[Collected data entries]
=== Begin Enclosure ===

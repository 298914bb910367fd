//! Time-based output file rotation: bucket arithmetic and filename
//! construction, kept as pure functions so they are testable without I/O.

use chrono::{DateTime, Local};
use std::path::{Path, PathBuf};

/// Rotation buckets are `unix_seconds / interval`; a bucket change means the
/// current file closes and a freshly named one opens.
pub fn rotation_due(last_bucket: u64, now_unix_secs: u64, interval_secs: u64) -> Option<u64> {
    let bucket = now_unix_secs / interval_secs.max(1);
    (bucket != last_bucket).then_some(bucket)
}

/// Build `<basename>-<YYYYMMDD-HHMMSS><ext>` from the configured output
/// path, splitting on the last extension separator.
pub fn timestamped_path(configured: &Path, at: DateTime<Local>) -> PathBuf {
    let stamp = at.format("%Y%m%d-%H%M%S");
    let stem = configured
        .file_stem()
        .map(|s| s.to_string_lossy().into_owned())
        .unwrap_or_default();
    let name = match configured.extension() {
        Some(ext) => format!("{stem}-{stamp}.{}", ext.to_string_lossy()),
        None => format!("{stem}-{stamp}"),
    };
    match configured.parent() {
        Some(dir) if !dir.as_os_str().is_empty() => dir.join(name),
        _ => PathBuf::from(name),
    }
}

#[cfg(test)]
mod tests {
    use super::*;
    use chrono::TimeZone;

    fn at(y: i32, mo: u32, d: u32, h: u32, mi: u32, s: u32) -> DateTime<Local> {
        Local.with_ymd_and_hms(y, mo, d, h, mi, s).unwrap()
    }

    #[test]
    fn stamp_goes_before_extension() {
        let p = timestamped_path(Path::new("samples.bin"), at(2014, 3, 1, 12, 34, 56));
        assert_eq!(p, PathBuf::from("samples-20140301-123456.bin"));
    }

    #[test]
    fn no_extension_appends_stamp() {
        let p = timestamped_path(Path::new("samples"), at(2014, 3, 1, 0, 0, 0));
        assert_eq!(p, PathBuf::from("samples-20140301-000000"));
    }

    #[test]
    fn parent_directory_preserved() {
        let p = timestamped_path(Path::new("/data/run7/raw.dat"), at(2020, 12, 31, 23, 59, 59));
        assert_eq!(p, PathBuf::from("/data/run7/raw-20201231-235959.dat"));
    }

    #[test]
    fn due_only_on_bucket_change() {
        assert_eq!(rotation_due(10, 10, 1), None);
        assert_eq!(rotation_due(10, 11, 1), Some(11));
        // 3599s and 3600s straddle an hourly boundary.
        assert_eq!(rotation_due(0, 3_599, 3_600), None);
        assert_eq!(rotation_due(0, 3_600, 3_600), Some(1));
    }
}
//! FT232H synchronous-FIFO transport over rusb.
//!
//! The capture front-end exposes an FT232H whose channel A is switched into
//! synchronous FIFO mode by an external configuration tool before capture;
//! this module only performs the per-session setup (reset, latency timer,
//! bitmode, purge) and moves bytes.

use std::time::{Duration, Instant};

use rusb::{Context, DeviceHandle, UsbContext};

use crate::source::{SampleSource, StreamControl, StreamProgress};
use rfgrab_foundation::DeviceError;

pub const FTDI_VID: u16 = 0x0403;
/// Product id the front-end enumerates with.
pub const DEFAULT_PID: u16 = 0x8398;

// FTDI vendor requests, per the bridge chip's application notes.
const SIO_RESET_REQUEST: u8 = 0x00;
const SIO_SET_FLOW_CTRL_REQUEST: u8 = 0x02;
const SIO_SET_LATENCY_TIMER_REQUEST: u8 = 0x09;
const SIO_SET_BITMODE_REQUEST: u8 = 0x0B;

const SIO_RESET_SIO: u16 = 0;
const SIO_RESET_PURGE_RX: u16 = 1;
const SIO_RESET_PURGE_TX: u16 = 2;
const SIO_RTS_CTS_HS: u16 = 0x1 << 8;

const BITMODE_RESET: u8 = 0x00;
const BITMODE_SYNCFF: u8 = 0x40;

// Channel A: interface 0, wIndex 1, bulk endpoints 0x81 in / 0x02 out.
const INTERFACE_A: u8 = 0;
const INDEX_A: u16 = 1;
const EP_IN: u8 = 0x81;
const EP_OUT: u8 = 0x02;

// Vendor | Host-to-device | Device recipient.
const REQ_TYPE_OUT: u8 = 0x40;

/// A latency timer of 1 ms causes skipped blocks at full rate.
const LATENCY_MS: u16 = 2;

const MAX_PACKET: usize = 512;
/// Every high-speed bulk-in packet starts with two modem status bytes that
/// must be stripped from the sample stream.
const STATUS_BYTES: usize = 2;
const PACKETS_PER_TRANSFER: usize = 64;

const READ_TIMEOUT: Duration = Duration::from_millis(100);
const WRITE_TIMEOUT: Duration = Duration::from_secs(1);
const CONTROL_TIMEOUT: Duration = Duration::from_millis(500);

const PROGRESS_INTERVAL: Duration = Duration::from_secs(1);

pub struct FtdiSyncFifo {
    handle: DeviceHandle<Context>,
    read_buf: Vec<u8>,
    chunk: Vec<u8>,
}

impl FtdiSyncFifo {
    /// Open the front-end by product id and prepare channel A for
    /// synchronous-FIFO streaming.
    pub fn open(pid: Option<u16>) -> Result<Self, DeviceError> {
        let pid = pid.unwrap_or(DEFAULT_PID);
        let context = Context::new()?;
        let mut handle = context
            .open_device_with_vid_pid(FTDI_VID, pid)
            .ok_or(DeviceError::NotFound { vid: FTDI_VID, pid })?;

        match handle.set_auto_detach_kernel_driver(true) {
            Ok(()) | Err(rusb::Error::NotSupported) => {}
            Err(e) => return Err(DeviceError::Usb(e)),
        }
        handle
            .claim_interface(INTERFACE_A)
            .map_err(|source| DeviceError::ClaimInterface {
                interface: INTERFACE_A,
                source,
            })?;

        let dev = Self {
            handle,
            read_buf: vec![0u8; PACKETS_PER_TRANSFER * MAX_PACKET],
            chunk: Vec::with_capacity(PACKETS_PER_TRANSFER * (MAX_PACKET - STATUS_BYTES)),
        };
        dev.control("reset", SIO_RESET_REQUEST, SIO_RESET_SIO, INDEX_A)?;
        dev.control(
            "set latency timer",
            SIO_SET_LATENCY_TIMER_REQUEST,
            LATENCY_MS,
            INDEX_A,
        )?;
        dev.control(
            "set flow control",
            SIO_SET_FLOW_CTRL_REQUEST,
            0,
            SIO_RTS_CTS_HS | INDEX_A,
        )?;
        dev.control(
            "set synchronous fifo bitmode",
            SIO_SET_BITMODE_REQUEST,
            ((BITMODE_SYNCFF as u16) << 8) | 0xFF,
            INDEX_A,
        )?;
        dev.purge_rx()?;
        tracing::debug!("ftdi device {FTDI_VID:04x}:{pid:04x} opened in sync-FIFO mode");
        Ok(dev)
    }

    fn control(
        &self,
        stage: &'static str,
        request: u8,
        value: u16,
        index: u16,
    ) -> Result<(), DeviceError> {
        self.handle
            .write_control(REQ_TYPE_OUT, request, value, index, &[], CONTROL_TIMEOUT)
            .map(|_| ())
            .map_err(|source| DeviceError::Control { stage, source })
    }

    pub fn purge_rx(&self) -> Result<(), DeviceError> {
        self.control("purge rx", SIO_RESET_REQUEST, SIO_RESET_PURGE_RX, INDEX_A)
    }

    pub fn purge_tx(&self) -> Result<(), DeviceError> {
        self.control("purge tx", SIO_RESET_REQUEST, SIO_RESET_PURGE_TX, INDEX_A)
    }

    /// Bulk-write raw sample bytes to the rig (replay path).
    pub fn write_samples(&self, buf: &[u8]) -> Result<usize, DeviceError> {
        self.handle
            .write_bulk(EP_OUT, buf, WRITE_TIMEOUT)
            .map_err(DeviceError::Transfer)
    }
}

impl SampleSource for FtdiSyncFifo {
    fn stream(
        &mut self,
        on_chunk: &mut dyn FnMut(&[u8], Option<&StreamProgress>) -> StreamControl,
    ) -> Result<(), DeviceError> {
        let start = Instant::now();
        let mut total_bytes: u64 = 0;
        let mut window_start = start;
        let mut window_bytes: u64 = 0;

        loop {
            let n = match self.handle.read_bulk(EP_IN, &mut self.read_buf, READ_TIMEOUT) {
                Ok(n) => n,
                // The latency timer flushes on a cadence of its own; an
                // empty poll is not an error.
                Err(rusb::Error::Timeout) => 0,
                Err(e) => return Err(DeviceError::Transfer(e)),
            };

            self.chunk.clear();
            for packet in self.read_buf[..n].chunks(MAX_PACKET) {
                if packet.len() > STATUS_BYTES {
                    self.chunk.extend_from_slice(&packet[STATUS_BYTES..]);
                }
            }
            total_bytes += self.chunk.len() as u64;
            window_bytes += self.chunk.len() as u64;

            let progress = if window_start.elapsed() >= PROGRESS_INTERVAL {
                let elapsed = start.elapsed();
                let p = StreamProgress {
                    elapsed,
                    total_bytes,
                    current_rate: window_bytes as f64 / window_start.elapsed().as_secs_f64(),
                    total_rate: total_bytes as f64 / elapsed.as_secs_f64().max(f64::EPSILON),
                };
                window_start = Instant::now();
                window_bytes = 0;
                Some(p)
            } else {
                None
            };

            if on_chunk(&self.chunk, progress.as_ref()) == StreamControl::Stop {
                return Ok(());
            }
        }
    }
}

impl Drop for FtdiSyncFifo {
    fn drop(&mut self) {
        // Leave the bridge in its reset bitmode so the UART side works
        // again after the session.
        let _ = self.handle.write_control(
            REQ_TYPE_OUT,
            SIO_SET_BITMODE_REQUEST,
            ((BITMODE_RESET as u16) << 8) | 0xFF,
            INDEX_A,
            &[],
            CONTROL_TIMEOUT,
        );
        let _ = self.handle.release_interface(INTERFACE_A);
    }
}
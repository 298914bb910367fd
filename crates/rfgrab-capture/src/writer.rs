use std::fs::File;
use std::io::Write;
use std::path::{Path, PathBuf};
use std::thread::{self, JoinHandle};
use std::time::SystemTime;

use chrono::{DateTime, Local};

use crate::packing::{pack_one_bit, PackingMode, PACK_RATIO};
use crate::queue::QueueConsumer;
use crate::rotation::{rotation_due, timestamped_path};
use rfgrab_foundation::{AppError, ShutdownFlag, StorageError};

/// Default writer chunk size in bytes.
pub const DEFAULT_CHUNK_BYTES: usize = 1_000_000;

#[derive(Debug, Clone)]
pub struct SinkConfig {
    /// Configured output path; rotation derives timestamped names from it.
    pub path: PathBuf,
    /// Raw bytes popped from the queue per write in passthrough mode.
    pub chunk_bytes: usize,
    /// Rotation interval in seconds; `None` disables rotation.
    pub rotate_secs: Option<u64>,
    pub packing: PackingMode,
}

impl SinkConfig {
    pub fn new(path: PathBuf) -> Self {
        Self {
            path,
            chunk_bytes: DEFAULT_CHUNK_BYTES,
            rotate_secs: None,
            packing: PackingMode::Passthrough,
        }
    }
}

#[derive(Debug, Clone, Copy, Default)]
pub struct WriterStats {
    /// Raw bytes handed to the sink (pre-packing).
    pub bytes_in: u64,
    /// Bytes actually written to disk (post-packing).
    pub bytes_written: u64,
    pub files_opened: u32,
}

/// Output file state: current handle, rotation bookkeeping and the one-bit
/// packing carry. Owned exclusively by the writer thread; the timestamp for
/// each write is injected so rotation is testable with synthetic clocks.
pub struct FileSink {
    cfg: SinkConfig,
    file: File,
    current_path: PathBuf,
    last_bucket: u64,
    carry: Vec<u8>,
    packed: Vec<u8>,
    stats: WriterStats,
}

impl FileSink {
    /// Open the initial output file. With rotation enabled every file in
    /// the session is timestamped, the first included, so all files share
    /// one naming scheme.
    pub fn open(cfg: SinkConfig, now: SystemTime) -> Result<Self, StorageError> {
        let (path, bucket) = match cfg.rotate_secs {
            Some(interval) => (
                timestamped_path(&cfg.path, DateTime::<Local>::from(now)),
                unix_secs(now) / interval.max(1),
            ),
            None => (cfg.path.clone(), 0),
        };
        let file = create_file(&path)?;
        tracing::info!("writing samples to {}", path.display());
        Ok(Self {
            cfg,
            file,
            current_path: path,
            last_bucket: bucket,
            carry: Vec::new(),
            packed: Vec::new(),
            stats: WriterStats {
                files_opened: 1,
                ..WriterStats::default()
            },
        })
    }

    pub fn current_path(&self) -> &Path {
        &self.current_path
    }

    pub fn stats(&self) -> WriterStats {
        self.stats
    }

    /// Write one popped chunk, rotating first if the time bucket changed.
    pub fn write(&mut self, raw: &[u8], now: SystemTime) -> Result<(), StorageError> {
        self.maybe_rotate(now)?;
        self.stats.bytes_in += raw.len() as u64;
        match self.cfg.packing {
            PackingMode::Passthrough => self.write_out_raw(raw),
            PackingMode::OneBit => {
                self.carry.extend_from_slice(raw);
                let whole = self.carry.len() / PACK_RATIO * PACK_RATIO;
                let mut packed = std::mem::take(&mut self.packed);
                packed.clear();
                pack_one_bit(&self.carry[..whole], &mut packed);
                self.carry.drain(..whole);
                let res = self.write_out_raw(&packed);
                self.packed = packed;
                res
            }
        }
    }

    fn write_out_raw(&mut self, bytes: &[u8]) -> Result<(), StorageError> {
        // A short write surfaces here as an error; silently truncated
        // output would corrupt the stream's self-consistency.
        self.file
            .write_all(bytes)
            .map_err(|source| StorageError::Write {
                offset: self.stats.bytes_written,
                source,
            })?;
        self.stats.bytes_written += bytes.len() as u64;
        Ok(())
    }

    fn maybe_rotate(&mut self, now: SystemTime) -> Result<(), StorageError> {
        let Some(interval) = self.cfg.rotate_secs else {
            return Ok(());
        };
        if let Some(bucket) = rotation_due(self.last_bucket, unix_secs(now), interval) {
            let path = timestamped_path(&self.cfg.path, DateTime::<Local>::from(now));
            tracing::info!("rotating output to {}", path.display());
            self.file = create_file(&path)?;
            self.current_path = path;
            self.last_bucket = bucket;
            self.stats.files_opened += 1;
        }
        Ok(())
    }

    /// Flush and close, returning the final statistics.
    pub fn finish(mut self) -> Result<WriterStats, StorageError> {
        if !self.carry.is_empty() {
            tracing::debug!(
                remainder = self.carry.len(),
                "discarding packing remainder shorter than one group"
            );
        }
        self.file.sync_all().map_err(|source| StorageError::Close {
            path: self.current_path.clone(),
            source,
        })?;
        Ok(self.stats)
    }
}

fn create_file(path: &Path) -> Result<File, StorageError> {
    File::create(path).map_err(|source| StorageError::Open {
        path: path.to_path_buf(),
        source,
    })
}

fn unix_secs(t: SystemTime) -> u64 {
    t.duration_since(SystemTime::UNIX_EPOCH)
        .map(|d| d.as_secs())
        .unwrap_or(0)
}

/// Handle to the dedicated writer thread.
pub struct SinkWriterThread {
    handle: JoinHandle<Result<WriterStats, StorageError>>,
}

impl SinkWriterThread {
    /// Spawn the writer loop. The sink is opened by the caller so setup
    /// failures are reported before any thread starts.
    pub fn spawn(
        sink: FileSink,
        consumer: QueueConsumer,
        shutdown: ShutdownFlag,
    ) -> Result<Self, AppError> {
        let handle = thread::Builder::new()
            .name("sink-writer".to_string())
            .spawn(move || run_writer(sink, consumer, shutdown))
            .map_err(|e| AppError::Fatal(format!("failed to spawn writer thread: {e}")))?;
        Ok(Self { handle })
    }

    pub fn join(self) -> Result<WriterStats, AppError> {
        let stats = self
            .handle
            .join()
            .map_err(|_| AppError::Fatal("writer thread panicked".into()))??;
        Ok(stats)
    }
}

fn run_writer(
    mut sink: FileSink,
    consumer: QueueConsumer,
    shutdown: ShutdownFlag,
) -> Result<WriterStats, StorageError> {
    tracing::info!("sink writer started");
    let pop_len = match sink.cfg.packing {
        PackingMode::OneBit => sink.cfg.chunk_bytes * PACK_RATIO,
        PackingMode::Passthrough => sink.cfg.chunk_bytes,
    };
    let mut buf = vec![0u8; pop_len.max(1)];

    // Popping until end-of-stream is the final drain: the capture side
    // closes the queue once its streaming call returns, and every byte
    // accepted before that is still popped and written here.
    loop {
        let n = consumer.pop(&mut buf);
        if n == 0 {
            break;
        }
        if let Err(e) = sink.write(&buf[..n], SystemTime::now()) {
            tracing::error!("sink writer: {e}");
            shutdown.request();
            return Err(e);
        }
    }

    let stats = sink.finish()?;
    tracing::info!(
        bytes_in = stats.bytes_in,
        bytes_written = stats.bytes_written,
        files = stats.files_opened,
        "sink writer stopped"
    );
    Ok(stats)
}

=== End Enclosure ===

| Work to complete |
Collect the lines of the data that carry the word "remainder".

| Answer to the problem |
                remainder = self.carry.len(),
                "discarding packing remainder shorter than one group"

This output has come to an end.